Researchers at the University of Tokyo have combined novel techniques to record the first-ever atomic resolution video of salt crystals as they form in real-time. The team used the novel technique of atomic-resolution real-time video recording and the similarly novel technique of conical carbon nanotube confinement to achieve this impressive feat.

Before diving in, it’s important to give context. Salt crystals, like other crystals such as snowflakes and diamonds, comprise repetitive arrangements of molecules. While crystals can take many different forms, something they all have in common is a highly ordered microscopic structure. The process of disorganized molecules arranging into an ordered crystalline structure is called nucleation. The time it takes for the first crystal to appear in this process is called primary nucleation time. Secondary nucleation is a new crystal structure being produced by a preexisting crystal.

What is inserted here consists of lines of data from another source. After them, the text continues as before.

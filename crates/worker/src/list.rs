//! The ordered list of input files a batch is built from.

use std::path::{Path, PathBuf};
use std::sync::atomic::{AtomicBool, Ordering};
use std::sync::Arc;

use pixbatch_core::CoreError;

use crate::error::BatchError;

/// Ordered input paths plus the flag that locks them while a run is active.
///
/// Positions become job indices when a run starts, so the list refuses to
/// change while a run built from it is still in flight.
#[derive(Debug, Default)]
pub struct JobList {
    inputs: Vec<PathBuf>,
    active: Arc<AtomicBool>,
}

/// Held by a run for its whole lifetime. Dropping it unlocks the list.
#[derive(Debug)]
pub struct RunGuard {
    active: Arc<AtomicBool>,
}

impl RunGuard {
    /// Set `flag` and return a guard that clears it, or `None` if it was
    /// already set.
    pub(crate) fn claim(flag: &Arc<AtomicBool>) -> Option<Self> {
        flag.compare_exchange(false, true, Ordering::AcqRel, Ordering::Acquire)
            .ok()?;
        Some(Self {
            active: Arc::clone(flag),
        })
    }
}

impl Drop for RunGuard {
    fn drop(&mut self) {
        self.active.store(false, Ordering::Release);
    }
}

impl JobList {
    pub fn new() -> Self {
        Self::default()
    }

    pub fn len(&self) -> usize {
        self.inputs.len()
    }

    pub fn is_empty(&self) -> bool {
        self.inputs.is_empty()
    }

    pub fn paths(&self) -> &[PathBuf] {
        &self.inputs
    }

    pub fn get(&self, position: usize) -> Option<&Path> {
        self.inputs.get(position).map(PathBuf::as_path)
    }

    pub fn is_run_active(&self) -> bool {
        self.active.load(Ordering::Acquire)
    }

    /// Append one input. Duplicates are allowed.
    pub fn add(&mut self, path: impl Into<PathBuf>) -> Result<(), BatchError> {
        self.ensure_idle()?;
        let path = path.into();
        validate(&path)?;
        self.inputs.push(path);
        Ok(())
    }

    /// Append several inputs. Either all of them are added or none.
    pub fn extend<I, P>(&mut self, paths: I) -> Result<(), BatchError>
    where
        I: IntoIterator<Item = P>,
        P: Into<PathBuf>,
    {
        self.ensure_idle()?;
        let paths: Vec<PathBuf> = paths.into_iter().map(Into::into).collect();
        for path in &paths {
            validate(path)?;
        }
        self.inputs.extend(paths);
        Ok(())
    }

    pub fn remove(&mut self, position: usize) -> Result<PathBuf, BatchError> {
        self.ensure_idle()?;
        if position >= self.inputs.len() {
            return Err(BatchError::PositionOutOfRange(position));
        }
        Ok(self.inputs.remove(position))
    }

    pub fn clear(&mut self) -> Result<(), BatchError> {
        self.ensure_idle()?;
        self.inputs.clear();
        Ok(())
    }

    /// Lock the list for a run and hand out a snapshot of its inputs.
    ///
    /// Fails with [`BatchError::EmptyBatch`] before claiming the lock, so an
    /// empty list never looks busy.
    pub(crate) fn begin_run(&self) -> Result<(RunGuard, Vec<PathBuf>), BatchError> {
        if self.inputs.is_empty() {
            return Err(BatchError::EmptyBatch);
        }
        let guard = RunGuard::claim(&self.active).ok_or(BatchError::RunActive)?;
        Ok((guard, self.inputs.clone()))
    }

    fn ensure_idle(&self) -> Result<(), BatchError> {
        if self.is_run_active() {
            return Err(BatchError::RunActive);
        }
        Ok(())
    }
}

/// Output names are built from the file stem, so an input must have one.
fn validate(path: &Path) -> Result<(), CoreError> {
    if path.file_stem().is_none() {
        return Err(CoreError::Validation(format!(
            "'{}' does not name a file",
            path.display()
        )));
    }
    Ok(())
}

Nucleation has been the subject of scientific study for centuries. Scientists have been able to observe molecules at an atomic level and see what a crystal looks like. Still, until now, nobody has observed the dynamic process of crystal formation. Observing the nucleation process should shed light on the process and help expand our understanding of molecular structure and crystallization.

Credit: American Chemical Society / University of Tokyo

‘One of our master’s students, Masaya Sakakibara, used SMART-EM to study the behavior of sodium chloride (NaCl) – salt,’ said Project Assistant Professor Takayuki Nakamuro. ‘To hold samples in place, we use atom-thick carbon nanohorns, one of our previous inventions. With the stunning videos Sakakibara captured, we immediately noticed the opportunity to study the structural and statistical aspects of crystal nucleation in unprecedented detail.’

SMART-EM is a single-molecule atomic-resolution real-time electronic microscopy technique developed by students at the Department of Chemistry at the University of Tokyo. The technique captures images at 25 frames per second.

Nakamuro and his team looked at Sakakibara’s videos and, per Phys.org, ‘were the first people ever to see tiny cuboid crystals made of tens of molecules of NaCl emerging from the chaotic mixture of separate sodium and chloride ions.’ They observed a statistical pattern in the frequency of crystal emergence that followed a normal distribution. A normal distribution of crystal emergence had long been a held theory but had yet to be verified through experiment.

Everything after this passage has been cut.